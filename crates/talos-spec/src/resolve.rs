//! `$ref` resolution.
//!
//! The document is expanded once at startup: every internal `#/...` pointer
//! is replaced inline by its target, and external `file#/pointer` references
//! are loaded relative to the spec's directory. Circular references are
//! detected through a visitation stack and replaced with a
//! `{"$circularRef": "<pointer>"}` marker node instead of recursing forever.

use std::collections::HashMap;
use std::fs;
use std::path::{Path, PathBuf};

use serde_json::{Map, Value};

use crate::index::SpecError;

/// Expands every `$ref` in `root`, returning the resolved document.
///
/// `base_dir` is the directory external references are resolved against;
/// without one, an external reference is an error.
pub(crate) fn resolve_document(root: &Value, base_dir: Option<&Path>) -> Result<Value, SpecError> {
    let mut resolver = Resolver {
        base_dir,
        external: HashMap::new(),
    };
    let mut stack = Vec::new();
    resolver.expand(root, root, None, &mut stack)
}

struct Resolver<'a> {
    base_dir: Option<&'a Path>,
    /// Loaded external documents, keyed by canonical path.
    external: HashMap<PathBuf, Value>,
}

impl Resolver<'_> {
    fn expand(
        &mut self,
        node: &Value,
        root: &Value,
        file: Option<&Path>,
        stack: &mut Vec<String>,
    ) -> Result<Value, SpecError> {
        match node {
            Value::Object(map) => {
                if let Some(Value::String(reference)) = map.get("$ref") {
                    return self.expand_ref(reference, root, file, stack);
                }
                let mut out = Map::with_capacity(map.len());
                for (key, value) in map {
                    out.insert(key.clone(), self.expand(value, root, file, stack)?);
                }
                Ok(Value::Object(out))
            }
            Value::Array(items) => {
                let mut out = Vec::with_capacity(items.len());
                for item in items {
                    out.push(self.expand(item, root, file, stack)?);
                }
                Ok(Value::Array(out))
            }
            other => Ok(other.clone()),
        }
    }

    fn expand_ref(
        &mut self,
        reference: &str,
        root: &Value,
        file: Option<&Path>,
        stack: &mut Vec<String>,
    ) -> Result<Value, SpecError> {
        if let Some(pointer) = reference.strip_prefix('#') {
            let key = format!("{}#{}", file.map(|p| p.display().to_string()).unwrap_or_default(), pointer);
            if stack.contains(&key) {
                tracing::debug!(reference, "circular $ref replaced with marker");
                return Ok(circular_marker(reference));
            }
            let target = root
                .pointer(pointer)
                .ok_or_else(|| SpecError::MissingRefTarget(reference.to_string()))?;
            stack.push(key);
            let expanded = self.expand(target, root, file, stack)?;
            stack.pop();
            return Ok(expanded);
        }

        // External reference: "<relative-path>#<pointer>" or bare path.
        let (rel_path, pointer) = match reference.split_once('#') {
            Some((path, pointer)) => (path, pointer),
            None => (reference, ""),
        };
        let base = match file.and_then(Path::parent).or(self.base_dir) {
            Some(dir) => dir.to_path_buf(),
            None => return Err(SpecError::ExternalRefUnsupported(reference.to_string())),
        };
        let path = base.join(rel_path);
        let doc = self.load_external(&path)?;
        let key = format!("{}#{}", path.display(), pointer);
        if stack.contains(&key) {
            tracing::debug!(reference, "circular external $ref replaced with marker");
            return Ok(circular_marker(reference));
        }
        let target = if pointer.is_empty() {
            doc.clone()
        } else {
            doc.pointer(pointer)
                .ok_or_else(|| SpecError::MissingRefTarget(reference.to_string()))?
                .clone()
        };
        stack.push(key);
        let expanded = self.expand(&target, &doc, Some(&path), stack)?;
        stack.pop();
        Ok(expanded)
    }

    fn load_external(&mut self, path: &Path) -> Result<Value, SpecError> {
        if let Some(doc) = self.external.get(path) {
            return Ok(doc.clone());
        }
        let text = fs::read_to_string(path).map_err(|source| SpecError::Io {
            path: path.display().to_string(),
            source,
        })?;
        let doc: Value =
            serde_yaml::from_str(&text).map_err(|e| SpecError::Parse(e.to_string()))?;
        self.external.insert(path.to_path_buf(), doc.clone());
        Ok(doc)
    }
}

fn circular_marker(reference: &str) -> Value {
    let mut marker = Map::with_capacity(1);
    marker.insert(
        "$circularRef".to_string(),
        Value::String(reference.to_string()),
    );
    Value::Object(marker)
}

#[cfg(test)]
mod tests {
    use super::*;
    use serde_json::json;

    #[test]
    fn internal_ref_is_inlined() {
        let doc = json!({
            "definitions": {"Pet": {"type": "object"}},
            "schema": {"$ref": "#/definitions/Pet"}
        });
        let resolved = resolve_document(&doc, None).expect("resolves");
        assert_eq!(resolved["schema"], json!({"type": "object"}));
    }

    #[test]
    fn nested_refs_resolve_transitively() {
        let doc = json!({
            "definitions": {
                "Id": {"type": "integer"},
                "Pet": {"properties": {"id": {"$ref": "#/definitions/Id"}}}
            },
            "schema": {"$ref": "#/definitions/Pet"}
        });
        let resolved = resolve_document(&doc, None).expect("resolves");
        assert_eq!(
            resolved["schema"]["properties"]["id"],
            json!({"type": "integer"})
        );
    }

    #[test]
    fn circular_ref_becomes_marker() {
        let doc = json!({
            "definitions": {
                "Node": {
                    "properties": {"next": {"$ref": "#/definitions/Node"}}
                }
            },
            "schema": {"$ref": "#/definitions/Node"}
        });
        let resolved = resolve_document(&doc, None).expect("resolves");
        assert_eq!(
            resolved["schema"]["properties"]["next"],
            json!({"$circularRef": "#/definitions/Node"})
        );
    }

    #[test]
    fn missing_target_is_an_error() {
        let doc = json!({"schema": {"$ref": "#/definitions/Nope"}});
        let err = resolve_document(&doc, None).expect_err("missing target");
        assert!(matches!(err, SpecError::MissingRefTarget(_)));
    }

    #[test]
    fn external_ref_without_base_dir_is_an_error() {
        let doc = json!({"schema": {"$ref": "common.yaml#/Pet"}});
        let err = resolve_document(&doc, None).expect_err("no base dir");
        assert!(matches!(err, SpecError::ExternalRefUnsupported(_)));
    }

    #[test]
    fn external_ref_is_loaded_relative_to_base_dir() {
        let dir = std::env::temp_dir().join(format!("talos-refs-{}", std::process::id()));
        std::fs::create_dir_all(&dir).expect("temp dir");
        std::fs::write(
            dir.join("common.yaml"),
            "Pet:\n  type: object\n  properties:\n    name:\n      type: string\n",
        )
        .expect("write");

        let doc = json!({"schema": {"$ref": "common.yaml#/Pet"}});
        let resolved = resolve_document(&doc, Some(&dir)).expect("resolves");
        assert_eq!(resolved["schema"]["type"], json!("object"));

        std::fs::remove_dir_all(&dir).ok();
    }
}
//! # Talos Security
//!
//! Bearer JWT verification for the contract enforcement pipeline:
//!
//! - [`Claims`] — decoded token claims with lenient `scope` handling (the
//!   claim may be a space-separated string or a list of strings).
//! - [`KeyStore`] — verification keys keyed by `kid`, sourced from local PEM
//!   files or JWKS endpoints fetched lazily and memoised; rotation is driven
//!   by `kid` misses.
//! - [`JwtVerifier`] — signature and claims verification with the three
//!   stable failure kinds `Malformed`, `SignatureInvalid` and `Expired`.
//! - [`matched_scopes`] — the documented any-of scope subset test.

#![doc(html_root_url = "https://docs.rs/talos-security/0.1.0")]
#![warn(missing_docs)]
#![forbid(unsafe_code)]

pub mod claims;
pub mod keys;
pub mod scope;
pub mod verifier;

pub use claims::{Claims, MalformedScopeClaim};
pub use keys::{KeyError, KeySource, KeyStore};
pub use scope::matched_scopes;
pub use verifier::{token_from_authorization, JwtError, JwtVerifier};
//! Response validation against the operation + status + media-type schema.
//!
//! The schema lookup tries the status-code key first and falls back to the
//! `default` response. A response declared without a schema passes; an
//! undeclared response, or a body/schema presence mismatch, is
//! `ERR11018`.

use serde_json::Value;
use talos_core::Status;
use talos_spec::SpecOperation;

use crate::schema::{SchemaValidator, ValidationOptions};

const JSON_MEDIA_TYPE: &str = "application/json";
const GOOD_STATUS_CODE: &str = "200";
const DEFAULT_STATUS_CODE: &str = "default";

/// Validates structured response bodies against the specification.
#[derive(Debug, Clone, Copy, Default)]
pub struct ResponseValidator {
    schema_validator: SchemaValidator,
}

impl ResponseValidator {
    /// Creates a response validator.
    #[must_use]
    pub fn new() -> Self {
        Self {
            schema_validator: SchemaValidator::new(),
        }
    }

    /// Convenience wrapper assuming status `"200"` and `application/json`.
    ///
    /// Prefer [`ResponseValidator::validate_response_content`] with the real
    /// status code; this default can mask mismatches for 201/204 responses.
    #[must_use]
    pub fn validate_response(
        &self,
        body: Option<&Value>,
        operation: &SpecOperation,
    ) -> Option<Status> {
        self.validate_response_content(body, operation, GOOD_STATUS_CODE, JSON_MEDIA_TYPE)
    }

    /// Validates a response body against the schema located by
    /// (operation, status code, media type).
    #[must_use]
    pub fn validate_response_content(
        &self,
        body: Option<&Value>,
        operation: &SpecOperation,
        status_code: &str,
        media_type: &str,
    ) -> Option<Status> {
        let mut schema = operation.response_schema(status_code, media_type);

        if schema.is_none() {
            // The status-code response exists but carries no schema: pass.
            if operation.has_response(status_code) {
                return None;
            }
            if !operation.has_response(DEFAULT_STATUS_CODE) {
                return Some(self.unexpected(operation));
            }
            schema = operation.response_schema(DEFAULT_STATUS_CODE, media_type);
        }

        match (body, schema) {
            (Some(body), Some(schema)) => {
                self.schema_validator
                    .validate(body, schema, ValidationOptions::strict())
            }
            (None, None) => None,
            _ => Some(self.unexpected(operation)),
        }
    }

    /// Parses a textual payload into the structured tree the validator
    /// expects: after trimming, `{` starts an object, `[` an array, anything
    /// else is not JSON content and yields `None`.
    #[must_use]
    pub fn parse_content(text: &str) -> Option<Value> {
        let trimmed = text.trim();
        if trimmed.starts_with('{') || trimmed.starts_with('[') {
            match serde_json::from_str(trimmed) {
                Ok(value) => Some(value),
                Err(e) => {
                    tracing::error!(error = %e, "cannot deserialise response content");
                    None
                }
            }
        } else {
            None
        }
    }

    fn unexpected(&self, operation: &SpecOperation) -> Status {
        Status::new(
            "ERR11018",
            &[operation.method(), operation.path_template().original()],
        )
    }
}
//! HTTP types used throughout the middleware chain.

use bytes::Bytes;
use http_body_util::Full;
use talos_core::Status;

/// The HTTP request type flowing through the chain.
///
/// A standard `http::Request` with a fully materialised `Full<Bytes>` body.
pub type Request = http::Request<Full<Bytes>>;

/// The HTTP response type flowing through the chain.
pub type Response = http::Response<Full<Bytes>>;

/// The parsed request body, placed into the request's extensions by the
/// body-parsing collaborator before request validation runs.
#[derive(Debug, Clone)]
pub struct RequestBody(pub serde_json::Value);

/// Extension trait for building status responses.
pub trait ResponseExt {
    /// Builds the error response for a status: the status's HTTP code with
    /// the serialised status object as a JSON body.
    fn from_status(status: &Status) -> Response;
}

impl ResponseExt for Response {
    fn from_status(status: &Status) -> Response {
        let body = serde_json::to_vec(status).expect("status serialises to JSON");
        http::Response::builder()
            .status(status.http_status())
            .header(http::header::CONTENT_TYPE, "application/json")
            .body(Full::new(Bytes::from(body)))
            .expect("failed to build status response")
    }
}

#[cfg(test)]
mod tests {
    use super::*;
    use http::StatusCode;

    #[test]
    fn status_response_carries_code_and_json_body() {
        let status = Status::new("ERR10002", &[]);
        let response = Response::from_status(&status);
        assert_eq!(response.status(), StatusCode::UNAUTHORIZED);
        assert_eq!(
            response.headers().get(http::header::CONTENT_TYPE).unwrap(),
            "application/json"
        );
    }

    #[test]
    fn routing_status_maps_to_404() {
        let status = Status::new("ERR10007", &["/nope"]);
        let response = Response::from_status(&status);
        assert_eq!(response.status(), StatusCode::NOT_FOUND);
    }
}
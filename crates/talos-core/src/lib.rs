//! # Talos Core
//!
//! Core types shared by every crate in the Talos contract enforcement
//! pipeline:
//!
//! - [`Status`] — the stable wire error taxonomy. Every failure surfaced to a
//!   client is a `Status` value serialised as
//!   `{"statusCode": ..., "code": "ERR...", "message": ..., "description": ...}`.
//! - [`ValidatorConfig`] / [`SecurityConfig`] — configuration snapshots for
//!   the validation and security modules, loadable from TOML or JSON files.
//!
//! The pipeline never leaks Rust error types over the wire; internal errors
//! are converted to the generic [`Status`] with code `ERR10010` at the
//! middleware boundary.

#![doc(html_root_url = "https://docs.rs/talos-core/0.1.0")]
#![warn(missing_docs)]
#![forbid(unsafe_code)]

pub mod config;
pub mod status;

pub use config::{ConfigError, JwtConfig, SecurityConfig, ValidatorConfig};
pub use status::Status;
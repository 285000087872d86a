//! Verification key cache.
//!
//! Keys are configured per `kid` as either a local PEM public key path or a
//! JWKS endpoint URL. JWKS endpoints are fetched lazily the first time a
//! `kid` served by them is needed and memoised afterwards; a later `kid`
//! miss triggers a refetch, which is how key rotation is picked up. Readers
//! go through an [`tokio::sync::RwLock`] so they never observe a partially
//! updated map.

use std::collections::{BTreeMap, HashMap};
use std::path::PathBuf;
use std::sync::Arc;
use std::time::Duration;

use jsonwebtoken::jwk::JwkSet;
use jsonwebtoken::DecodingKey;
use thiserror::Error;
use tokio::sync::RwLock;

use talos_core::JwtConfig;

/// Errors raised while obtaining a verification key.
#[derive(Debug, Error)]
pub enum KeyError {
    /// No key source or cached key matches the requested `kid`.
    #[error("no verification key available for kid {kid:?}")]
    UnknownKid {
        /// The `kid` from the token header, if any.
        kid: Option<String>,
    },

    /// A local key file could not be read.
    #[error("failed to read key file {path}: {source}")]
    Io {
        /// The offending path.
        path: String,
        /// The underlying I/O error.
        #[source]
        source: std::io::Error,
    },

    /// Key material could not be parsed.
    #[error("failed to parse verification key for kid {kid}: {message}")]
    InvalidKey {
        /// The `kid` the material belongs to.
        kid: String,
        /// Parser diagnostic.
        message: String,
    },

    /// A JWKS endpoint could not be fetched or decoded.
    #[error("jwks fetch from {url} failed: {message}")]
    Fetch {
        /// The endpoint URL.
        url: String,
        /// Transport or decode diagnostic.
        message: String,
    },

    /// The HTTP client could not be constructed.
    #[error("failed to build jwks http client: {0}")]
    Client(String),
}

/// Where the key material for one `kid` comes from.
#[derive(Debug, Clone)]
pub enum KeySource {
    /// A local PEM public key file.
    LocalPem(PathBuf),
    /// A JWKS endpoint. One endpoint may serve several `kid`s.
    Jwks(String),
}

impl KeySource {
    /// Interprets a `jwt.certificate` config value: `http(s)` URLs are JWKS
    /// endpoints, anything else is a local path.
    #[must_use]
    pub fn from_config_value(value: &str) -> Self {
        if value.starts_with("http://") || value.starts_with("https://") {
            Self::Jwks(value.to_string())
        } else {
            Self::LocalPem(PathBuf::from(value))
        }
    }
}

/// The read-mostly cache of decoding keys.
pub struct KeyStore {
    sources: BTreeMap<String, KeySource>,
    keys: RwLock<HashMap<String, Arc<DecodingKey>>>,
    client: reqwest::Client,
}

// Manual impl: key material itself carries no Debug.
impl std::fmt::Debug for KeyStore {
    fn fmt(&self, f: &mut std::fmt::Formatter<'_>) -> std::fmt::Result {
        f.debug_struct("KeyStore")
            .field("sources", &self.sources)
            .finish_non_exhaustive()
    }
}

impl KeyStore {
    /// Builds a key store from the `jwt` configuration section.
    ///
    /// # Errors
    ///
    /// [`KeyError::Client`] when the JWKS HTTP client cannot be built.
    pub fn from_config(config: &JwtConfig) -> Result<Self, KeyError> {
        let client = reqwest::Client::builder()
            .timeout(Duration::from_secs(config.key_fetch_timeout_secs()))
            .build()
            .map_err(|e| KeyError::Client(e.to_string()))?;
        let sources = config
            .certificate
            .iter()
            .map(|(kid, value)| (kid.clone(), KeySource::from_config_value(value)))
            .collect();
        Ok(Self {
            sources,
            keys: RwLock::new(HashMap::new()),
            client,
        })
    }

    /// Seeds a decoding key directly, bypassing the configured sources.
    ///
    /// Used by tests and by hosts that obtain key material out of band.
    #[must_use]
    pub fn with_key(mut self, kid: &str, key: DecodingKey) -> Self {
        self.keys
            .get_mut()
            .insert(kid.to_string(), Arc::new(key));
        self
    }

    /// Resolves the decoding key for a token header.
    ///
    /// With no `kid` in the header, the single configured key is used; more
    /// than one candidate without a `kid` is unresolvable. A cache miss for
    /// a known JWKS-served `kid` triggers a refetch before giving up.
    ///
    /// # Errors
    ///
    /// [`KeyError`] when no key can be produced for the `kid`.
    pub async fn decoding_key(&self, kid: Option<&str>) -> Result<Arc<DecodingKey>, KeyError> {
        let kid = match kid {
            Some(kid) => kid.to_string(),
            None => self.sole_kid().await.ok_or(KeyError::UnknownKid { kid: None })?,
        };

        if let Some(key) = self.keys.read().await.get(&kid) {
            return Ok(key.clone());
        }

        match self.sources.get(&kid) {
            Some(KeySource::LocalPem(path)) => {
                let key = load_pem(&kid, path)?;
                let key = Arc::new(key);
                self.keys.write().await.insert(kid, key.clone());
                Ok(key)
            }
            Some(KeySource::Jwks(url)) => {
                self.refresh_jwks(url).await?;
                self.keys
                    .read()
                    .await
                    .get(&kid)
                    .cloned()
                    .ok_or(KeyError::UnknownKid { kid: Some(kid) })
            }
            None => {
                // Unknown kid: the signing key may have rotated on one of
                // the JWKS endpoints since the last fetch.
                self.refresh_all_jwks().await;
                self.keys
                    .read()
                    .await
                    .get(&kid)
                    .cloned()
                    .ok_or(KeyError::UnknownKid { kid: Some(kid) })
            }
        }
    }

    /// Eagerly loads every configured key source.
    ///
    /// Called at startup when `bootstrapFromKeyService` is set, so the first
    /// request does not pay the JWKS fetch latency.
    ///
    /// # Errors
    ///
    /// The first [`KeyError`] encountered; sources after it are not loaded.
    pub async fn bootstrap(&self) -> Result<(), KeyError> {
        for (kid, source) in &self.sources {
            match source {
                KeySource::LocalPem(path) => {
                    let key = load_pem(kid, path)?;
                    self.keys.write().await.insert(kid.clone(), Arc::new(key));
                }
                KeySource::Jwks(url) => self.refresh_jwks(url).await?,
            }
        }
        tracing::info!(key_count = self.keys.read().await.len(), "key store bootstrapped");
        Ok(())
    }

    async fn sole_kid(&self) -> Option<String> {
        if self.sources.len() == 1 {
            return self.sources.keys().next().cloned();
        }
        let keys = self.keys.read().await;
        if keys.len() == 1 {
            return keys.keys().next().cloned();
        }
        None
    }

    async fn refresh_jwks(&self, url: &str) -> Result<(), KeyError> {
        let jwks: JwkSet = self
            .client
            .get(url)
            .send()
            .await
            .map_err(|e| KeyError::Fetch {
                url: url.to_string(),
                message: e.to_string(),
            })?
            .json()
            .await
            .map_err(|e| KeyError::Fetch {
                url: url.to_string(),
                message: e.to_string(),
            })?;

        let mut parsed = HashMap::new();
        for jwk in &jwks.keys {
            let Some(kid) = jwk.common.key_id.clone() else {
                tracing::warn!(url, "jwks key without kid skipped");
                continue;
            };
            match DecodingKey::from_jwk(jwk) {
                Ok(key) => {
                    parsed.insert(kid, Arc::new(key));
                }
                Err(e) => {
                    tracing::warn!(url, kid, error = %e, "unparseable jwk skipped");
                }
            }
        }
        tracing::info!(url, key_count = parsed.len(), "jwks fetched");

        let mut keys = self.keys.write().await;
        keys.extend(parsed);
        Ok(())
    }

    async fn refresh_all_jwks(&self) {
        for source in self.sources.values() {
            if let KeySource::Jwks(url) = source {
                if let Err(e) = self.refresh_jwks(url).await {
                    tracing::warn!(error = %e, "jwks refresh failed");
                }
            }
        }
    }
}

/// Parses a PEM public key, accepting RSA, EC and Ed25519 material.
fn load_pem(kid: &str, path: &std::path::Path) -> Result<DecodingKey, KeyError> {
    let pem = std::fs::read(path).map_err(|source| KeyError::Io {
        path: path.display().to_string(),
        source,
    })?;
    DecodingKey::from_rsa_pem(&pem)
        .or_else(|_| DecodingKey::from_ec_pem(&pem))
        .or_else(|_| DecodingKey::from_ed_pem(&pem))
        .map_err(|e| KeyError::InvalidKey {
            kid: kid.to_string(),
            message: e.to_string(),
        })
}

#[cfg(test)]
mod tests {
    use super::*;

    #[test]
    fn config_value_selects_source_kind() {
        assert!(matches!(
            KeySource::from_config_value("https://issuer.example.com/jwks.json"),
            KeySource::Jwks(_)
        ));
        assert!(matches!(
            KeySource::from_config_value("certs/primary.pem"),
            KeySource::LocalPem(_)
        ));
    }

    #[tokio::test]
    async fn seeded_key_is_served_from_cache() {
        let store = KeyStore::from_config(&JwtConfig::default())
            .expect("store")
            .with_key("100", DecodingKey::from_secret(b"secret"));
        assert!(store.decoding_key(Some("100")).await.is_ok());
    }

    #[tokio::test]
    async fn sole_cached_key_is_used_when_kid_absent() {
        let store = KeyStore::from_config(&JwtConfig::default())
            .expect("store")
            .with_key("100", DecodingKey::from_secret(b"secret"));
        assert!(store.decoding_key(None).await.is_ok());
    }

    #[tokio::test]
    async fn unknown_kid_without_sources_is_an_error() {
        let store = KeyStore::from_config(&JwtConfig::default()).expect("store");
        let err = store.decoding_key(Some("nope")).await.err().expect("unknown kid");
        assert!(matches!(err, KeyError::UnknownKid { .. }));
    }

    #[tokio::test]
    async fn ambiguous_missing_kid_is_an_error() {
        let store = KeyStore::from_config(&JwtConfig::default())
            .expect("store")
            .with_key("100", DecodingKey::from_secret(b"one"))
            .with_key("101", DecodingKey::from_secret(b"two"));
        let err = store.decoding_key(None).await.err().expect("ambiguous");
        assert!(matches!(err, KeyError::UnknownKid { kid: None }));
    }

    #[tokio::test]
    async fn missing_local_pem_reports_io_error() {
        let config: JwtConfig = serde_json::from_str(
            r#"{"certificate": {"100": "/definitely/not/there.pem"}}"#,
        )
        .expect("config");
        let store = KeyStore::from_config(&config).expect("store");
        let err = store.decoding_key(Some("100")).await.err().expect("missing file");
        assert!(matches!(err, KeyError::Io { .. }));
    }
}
^^^^^^^^^^^^^^^^
▶ _Task prompt_: Return the opening line of the data and every line after it through the line containing "if let Some(Value::String(reference))", please, exactly as written and with nothing added.

▶ _Written solution_:
filename crates/talos-spec/src/resolve.rs
//! `$ref` resolution.
//!
//! The document is expanded once at startup: every internal `#/...` pointer
//! is replaced inline by its target, and external `file#/pointer` references
//! are loaded relative to the spec's directory. Circular references are
//! detected through a visitation stack and replaced with a
//! `{"$circularRef": "<pointer>"}` marker node instead of recursing forever.

use std::collections::HashMap;
use std::fs;
use std::path::{Path, PathBuf};

use serde_json::{Map, Value};

use crate::index::SpecError;

/// Expands every `$ref` in `root`, returning the resolved document.
///
/// `base_dir` is the directory external references are resolved against;
/// without one, an external reference is an error.
pub(crate) fn resolve_document(root: &Value, base_dir: Option<&Path>) -> Result<Value, SpecError> {
    let mut resolver = Resolver {
        base_dir,
        external: HashMap::new(),
    };
    let mut stack = Vec::new();
    resolver.expand(root, root, None, &mut stack)
}

struct Resolver<'a> {
    base_dir: Option<&'a Path>,
    /// Loaded external documents, keyed by canonical path.
    external: HashMap<PathBuf, Value>,
}

impl Resolver<'_> {
    fn expand(
        &mut self,
        node: &Value,
        root: &Value,
        file: Option<&Path>,
        stack: &mut Vec<String>,
    ) -> Result<Value, SpecError> {
        match node {
            Value::Object(map) => {
                if let Some(Value::String(reference)) = map.get("$ref") {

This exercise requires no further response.